An important application of PGEs is in aerated cake batters containing very little fat and oil. By employing PGEs, the production of these cakes can be simplified to a one-step ‘all-in whipping’ of the cake batter. Due to PGE’s excellent interfacial stabilizing abilities, the resulting cake batter will be more uniform with a much higher number of small air cells. Furthermore, the final cake batter is more robust and stable against losing air for an extended period. This enables the production of very light, aerated cakes with an easy handling and stable production.

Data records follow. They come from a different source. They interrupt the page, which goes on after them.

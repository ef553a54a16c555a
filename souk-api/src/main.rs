use std::net::SocketAddr;
use std::sync::Arc;

use anyhow::Context;
use souk_api::{
    app,
    state::{AppState, AuthConfig, RateLimit, Repositories},
};
use souk_lead::LeadConfig;
use souk_offer::FeedConfig;
use souk_store::{
    app_config::Config,
    campaign_repo::PostgresCampaignRepository,
    category_repo::PostgresCategoryRepository,
    device_repo::PostgresDeviceTokenRepository,
    lead_repo::PostgresLeadRepository,
    offer_repo::PostgresOfferRepository,
    DbClient, PushGateway, RedisClient,
};
use tracing_subscriber::{layer::SubscriberExt, util::SubscriberInitExt};

#[tokio::main]
async fn main() -> anyhow::Result<()> {
    tracing_subscriber::registry()
        .with(
            tracing_subscriber::EnvFilter::try_from_default_env()
                .unwrap_or_else(|_| "souk_api=debug,tower_http=debug,axum::rejection=trace".into()),
        )
        .with(tracing_subscriber::fmt::layer())
        .init();

    let config = Config::load().context("Failed to load config")?;
    tracing::info!("Starting Souk API on port {}", config.server.port);

    // Postgres
    let db = DbClient::new(&config.database)
        .await
        .context("Failed to connect to Postgres")?;
    db.migrate().await.context("Failed to run migrations")?;

    let devices = Arc::new(PostgresDeviceTokenRepository { pool: db.pool.clone() });
    let repos = Repositories {
        categories: Arc::new(PostgresCategoryRepository { pool: db.pool.clone() }),
        offers: Arc::new(PostgresOfferRepository { pool: db.pool.clone() }),
        campaigns: Arc::new(PostgresCampaignRepository { pool: db.pool.clone() }),
        leads: Arc::new(PostgresLeadRepository { pool: db.pool.clone() }),
        devices: devices.clone(),
    };

    // Push
    let notifier = PushGateway::from_config(&config.push, devices).context("Failed to build push client")?;

    // Redis (optional)
    let rate_limit = match &config.redis {
        Some(redis) => {
            let client = RedisClient::new(&redis.url).context("Invalid Redis URL")?;
            Some(RateLimit {
                redis: Arc::new(client),
                per_minute: redis.rate_limit_per_minute,
            })
        }
        None => {
            tracing::warn!("Redis not configured, rate limiting disabled");
            None
        }
    };

    let state = AppState::build(
        repos,
        notifier,
        FeedConfig {
            default_limit: config.feed.default_limit,
            max_limit: config.feed.max_limit,
        },
        LeadConfig {
            dedup_window_hours: config.leads.dedup_window_hours,
        },
        AuthConfig {
            secret: config.auth.jwt_secret.clone(),
        },
        rate_limit,
    )
    .await
    .context("Failed to load category cache")?;

    let app = app(state);

    let addr = SocketAddr::from(([0, 0, 0, 0], config.server.port));
    tracing::info!("Listening on {}", addr);

    let listener = tokio::net::TcpListener::bind(addr).await?;
    axum::serve(listener, app.into_make_service_with_connect_info::<SocketAddr>()).await?;
    Ok(())
}
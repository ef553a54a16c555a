use chrono::{DateTime, Utc};
use serde::{Deserialize, Serialize};
use uuid::Uuid;

/// Push token registered by a mobile client; unique per token, reassigned on re-login.
#[derive(Debug, Clone, Serialize, Deserialize, PartialEq, Eq)]
pub struct DeviceToken {
    pub token: String,
    pub user_id: Uuid,
    pub platform: String,
    pub updated_at: DateTime<Utc>,
}
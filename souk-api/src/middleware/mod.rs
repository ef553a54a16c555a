pub mod auth;
pub mod rate_limit;

pub use auth::{optional_auth, require_auth, AuthUser, MaybeUser, UserClaims};
pub use rate_limit::rate_limit_middleware;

The PGEs used for this purpose are mainly based on saturated fatty acid mono- and diesters as these give the best air-incorporation in cake batters. As the pure waxy solid materials are next to impossible to use directly, the PGEs are normally sold in a powder or a paste formulation. The powder formulation is often preferred as this can be used directly in both flour and cake dry mixes. Powders containing PGEs can be produced by spray-drying an oil-in-water emulsion containing other components such as carbohydrates and proteins.[8] Alternatively, the PGE can be added to starch to give a fine and stable emulsifier powder using extrusion technology.[9]

Other uses

PGEs are utilized in the cosmetics industry as excellent stabilizers of oil-in-water emulsions such as creams and lotions. Within the plastics industry PGEs are extensively used as safe food-grade additives conferring anti-static properties to plastic containers. Their surface-active characters can also be exploited for the prevention of condensation of water on the inside of food wrapping.[10]

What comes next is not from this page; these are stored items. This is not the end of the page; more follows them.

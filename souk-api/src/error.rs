use axum::{
    http::StatusCode,
    response::{IntoResponse, Response},
    Json,
};
use serde_json::json;
use souk_catalog::CacheError;
use souk_core::CoreError;
use souk_lead::LeadError;

#[derive(Debug, thiserror::Error)]
pub enum AppError {
    #[error("{0}")]
    Authentication(String),
    #[error("{0}")]
    Validation(String),
    #[error("{0}")]
    NotFound(String),
    #[error("{0}")]
    Conflict(String),
    #[error("{0}")]
    ServiceUnavailable(String),
    #[error("{0}")]
    Internal(String),
}

impl IntoResponse for AppError {
    fn into_response(self) -> Response {
        let (status, error_message) = match self {
            AppError::Authentication(msg) => (StatusCode::UNAUTHORIZED, msg),
            AppError::Validation(msg) => (StatusCode::BAD_REQUEST, msg),
            AppError::NotFound(msg) => (StatusCode::NOT_FOUND, msg),
            AppError::Conflict(msg) => (StatusCode::CONFLICT, msg),
            AppError::ServiceUnavailable(msg) => {
                tracing::warn!("Service unavailable: {}", msg);
                (StatusCode::SERVICE_UNAVAILABLE, msg)
            }
            AppError::Internal(msg) => {
                tracing::error!("Internal Server Error: {}", msg);
                (StatusCode::INTERNAL_SERVER_ERROR, "Internal Server Error".to_string())
            }
        };

        let body = Json(json!({
            "error": error_message,
        }));

        (status, body).into_response()
    }
}

impl From<CoreError> for AppError {
    fn from(err: CoreError) -> Self {
        match err {
            CoreError::ValidationError(msg) => AppError::Validation(msg),
            e @ CoreError::NotFound { .. } => AppError::NotFound(e.to_string()),
            e @ (CoreError::TransactionFailed(_) | CoreError::StoreError(_)) => AppError::Internal(e.to_string()),
        }
    }
}

impl From<LeadError> for AppError {
    fn from(err: LeadError) -> Self {
        match err {
            LeadError::Validation(msg) => AppError::Validation(msg),
            e @ (LeadError::OfferNotFound(_) | LeadError::LeadNotFound(_)) => AppError::NotFound(e.to_string()),
            e @ LeadError::InvalidTransition { .. } => AppError::Conflict(e.to_string()),
            e @ LeadError::Store(_) => AppError::Internal(e.to_string()),
        }
    }
}

impl From<CacheError> for AppError {
    fn from(err: CacheError) -> Self {
        AppError::ServiceUnavailable(err.to_string())
    }
}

[1] Schuster G. (1985). Emulgatoren für Lebensmittel. Berlin, Springer-Verlag.

[2] Christiansen, K. & Norn, V. (1996). Eur. Pat EP 0 732 318 A1.

[3] Hashimoto, S., Saito, Y., Sakai, H. & Abe, M. (2003). Synthesis of Polyglycerol Fatty acid Esters and their Lipophobicity. 94th American Oil Chemist’s Society Annual Meeting, Surfactants & Detergents Posters.

[4] EFSA Journal (2017) 15(12), 5089.

[5] Van Heteren, J., Carnelis, P., Reckweg, F. & Stewart, M.F. (1983). Eur Pat 0 070 080.

[6] Anonymous (1991). Research Disclosure 689-691.

[7] Fabian, J.H., Sein, A., Verheij, J.A. & Williams, A. (2002). Pat WO 02/45519.

[8] Norn, V., Stolberg, K. & Kyed, M.H. (1994). Pat WO 94/08468.

[9] Schou, H.W.D. & Dreyer, J.A. (1989). Eur Pat. 0 153 870.

[10] Plasman, V., Caulier, T. & Boulos, N. (2005), Plastics, Additives and Compounding 7(2), 30-33.